Women have different needs when it comes to birth control. Both hormonal and non hormonal types of contraception are available. Non hormonal types of contraception, such as condoms and spermicidal agents, are usually available without a prescription. An appointment is required to fit for a diaphragm.  Hormonal contraception has many forms to meet individual needs; from pills to patches to rings and injections.
Appointments may be scheduled with a health care provider to discuss your specific needs and the type of contraception that may meet those needs.

Often, an exam may not be required to get you started on a form of contraception.  Call 848-932-7402 for an appointment, or click here to access the online scheduling tool.

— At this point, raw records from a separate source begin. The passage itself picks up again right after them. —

//! Post-response assertion evaluation
//!
//! Script lines are matched by substring pattern, never executed as code.
//! Two patterns are recognized: the status-ok check and the sample
//! collection's `args.source` comparison. Everything else is reported as
//! unsupported, once per test event.

use crate::models::{Event, Response};

/// The `args.source` value the sample-collection check compares against.
/// A hard-coded fixture match, deliberately not a general JSON-path engine.
pub const ARGS_SOURCE_EXPECTED: &str = "newman-sample-github-collection";

/// Outcome of one recognized assertion line.
#[derive(Clone, Debug, PartialEq, Eq)]
pub enum Check {
    /// `pm.response.to.be.ok` - passes iff the status code is 200.
    StatusOk { passed: bool },
    /// `pm.expect(pm.response.json()...` with an `args.source` field -
    /// passes iff it equals [`ARGS_SOURCE_EXPECTED`].
    ArgsSource { passed: bool },
    /// The response body could not be parsed as JSON for a json line.
    ResponseNotJson,
}

/// Evaluation of one `listen == "test"` event.
#[derive(Clone, Debug, PartialEq, Eq)]
pub struct ScriptReport {
    pub checks: Vec<Check>,
    /// True when no line in the event produced a pass/fail check.
    pub unsupported: bool,
}

/// Evaluate every test event of an item against the captured response.
pub fn evaluate(response: &Response, events: &[Event]) -> Vec<ScriptReport> {
    events
        .iter()
        .filter(|event| event.listen == "test")
        .map(|event| evaluate_script(response, &event.script.exec))
        .collect()
}

fn evaluate_script(response: &Response, exec: &[String]) -> ScriptReport {
    let mut checks = Vec::new();
    let mut handled = false;

    for line in exec {
        let trimmed = line.trim();

        if trimmed.contains("pm.response.to.be.ok") {
            checks.push(Check::StatusOk {
                passed: response.status == 200,
            });
            handled = true;
        } else if trimmed.contains("pm.expect(pm.response.json()") {
            let json: serde_json::Value = match serde_json::from_str(&response.body) {
                Ok(json) => json,
                Err(_) => {
                    checks.push(Check::ResponseNotJson);
                    continue;
                }
            };

            // Only the sample-collection shape is recognized: a top-level
            // "args" object carrying a "source" field. Anything else under
            // this pattern is silently not evaluated.
            if trimmed.contains("args") {
                if let Some(source) = json.get("args").and_then(|args| args.get("source")) {
                    checks.push(Check::ArgsSource {
                        passed: source.as_str() == Some(ARGS_SOURCE_EXPECTED),
                    });
                    handled = true;
                }
            }
        }
    }

    ScriptReport {
        checks,
        unsupported: !handled,
    }
}

#[cfg(test)]
mod tests {
    use super::*;
    use crate::models::Script;

    fn test_event(lines: &[&str]) -> Event {
        Event {
            listen: "test".to_string(),
            script: Script {
                script_type: "text/javascript".to_string(),
                exec: lines.iter().map(|s| s.to_string()).collect(),
            },
        }
    }

    fn response(status: u16, body: &str) -> Response {
        Response {
            status,
            body: body.to_string(),
        }
    }

    #[test]
    fn status_ok_passes_on_200() {
        let events = [test_event(&[
            "pm.test('Status is ok', function () {pm.response.to.be.ok});",
        ])];

        let reports = evaluate(&response(200, ""), &events);
        assert_eq!(reports.len(), 1);
        assert_eq!(reports[0].checks, vec![Check::StatusOk { passed: true }]);
        assert!(!reports[0].unsupported);
    }

    #[test]
    fn status_ok_fails_on_404() {
        let events = [test_event(&[
            "pm.test('Status is ok', function () {pm.response.to.be.ok});",
        ])];

        let reports = evaluate(&response(404, "not found"), &events);
        assert_eq!(reports[0].checks, vec![Check::StatusOk { passed: false }]);
    }

    #[test]
    fn args_source_passes_on_expected_value() {
        let body = r#"{"args": {"source": "newman-sample-github-collection"}}"#;
        let events = [test_event(&[
            "pm.expect(pm.response.json().args.source).to.eql('newman-sample-github-collection');",
        ])];

        let reports = evaluate(&response(200, body), &events);
        assert_eq!(reports[0].checks, vec![Check::ArgsSource { passed: true }]);
        assert!(!reports[0].unsupported);
    }

    #[test]
    fn args_source_fails_on_other_value() {
        let body = r#"{"args": {"source": "something-else"}}"#;
        let events = [test_event(&[
            "pm.expect(pm.response.json().args.source).to.eql('newman-sample-github-collection');",
        ])];

        let reports = evaluate(&response(200, body), &events);
        assert_eq!(reports[0].checks, vec![Check::ArgsSource { passed: false }]);
    }

    #[test]
    fn args_line_with_unparseable_body_reports_parse_failure() {
        let events = [test_event(&[
            "pm.expect(pm.response.json().args.source).to.eql('newman-sample-github-collection');",
        ])];

        let reports = evaluate(&response(200, "<html>not json</html>"), &events);
        // A parse failure is reported, and no pass/fail is emitted.
        assert_eq!(reports[0].checks, vec![Check::ResponseNotJson]);
        assert!(reports[0].unsupported);
    }

    #[test]
    fn json_line_without_args_shape_is_not_evaluated() {
        let body = r#"{"data": {"id": 7}}"#;
        let events = [test_event(&[
            "pm.expect(pm.response.json().data.id).to.eql(7);",
        ])];

        let reports = evaluate(&response(200, body), &events);
        assert!(reports[0].checks.is_empty());
        assert!(reports[0].unsupported);
    }

    #[test]
    fn unrecognized_line_is_unsupported() {
        let events = [test_event(&["pm.test('unused');"])];

        let reports = evaluate(&response(200, "{}"), &events);
        assert!(reports[0].checks.is_empty());
        assert!(reports[0].unsupported);
    }

    #[test]
    fn one_recognized_line_clears_the_unsupported_flag() {
        let events = [test_event(&[
            "console.log('noise');",
            "pm.test('Status is ok', function () {pm.response.to.be.ok});",
        ])];

        let reports = evaluate(&response(200, ""), &events);
        assert_eq!(reports[0].checks.len(), 1);
        assert!(!reports[0].unsupported);
    }

    #[test]
    fn non_test_events_are_ignored() {
        let mut event = test_event(&["pm.response.to.be.ok"]);
        event.listen = "prerequest".to_string();

        let reports = evaluate(&response(200, ""), &[event]);
        assert!(reports.is_empty());
    }

    #[test]
    fn lines_are_trimmed_before_matching() {
        let events = [test_event(&["   pm.response.to.be.ok   "])];

        let reports = evaluate(&response(200, ""), &events);
        assert_eq!(reports[0].checks, vec![Check::StatusOk { passed: true }]);
    }
}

Types of Hormonal Contraception:

The Pill
The Pill contains estrogen and progestin. The Pill works by suppressing ovulation (the release of an egg from the ovary). No egg means no fertilization. The Pill comes in a monthly or a 3 month pack and is taken daily. The menstrual bleeding you experience while on the Pill (or any hormonal contraception for that matter) is not really a menstrual period. The bleeding is in response to the withdrawal of the hormones. In the case of the Pill, this occurs when the inactive pills at the end of the pack are started. With the one month pack, a “period” occurs every month, whereas with the 3 month pack, the pill is taken continuously for 3 months so that your “period” occurs only four times a year. Many studies have been done which show this is a safe and effective regimen.
According to RU National College Health Assessment data (2006), the Pill is the most commonly used type of birth control at Rutgers. When used correctly, the Pill is 99.9% effective; only three women in 1000 will unintentionally become pregnant. In fact, it’s one of the most effective non-surgical methods when used consistently and correctly. Unintentional pregnancy associated with the Pill happens most often after a woman stops using the Pill and has unprotected sex without using another birth control method.
The Pill is available by prescription and often the cost of the prescription is less expensive when filled at the Rutgers Health Services Pharmacy.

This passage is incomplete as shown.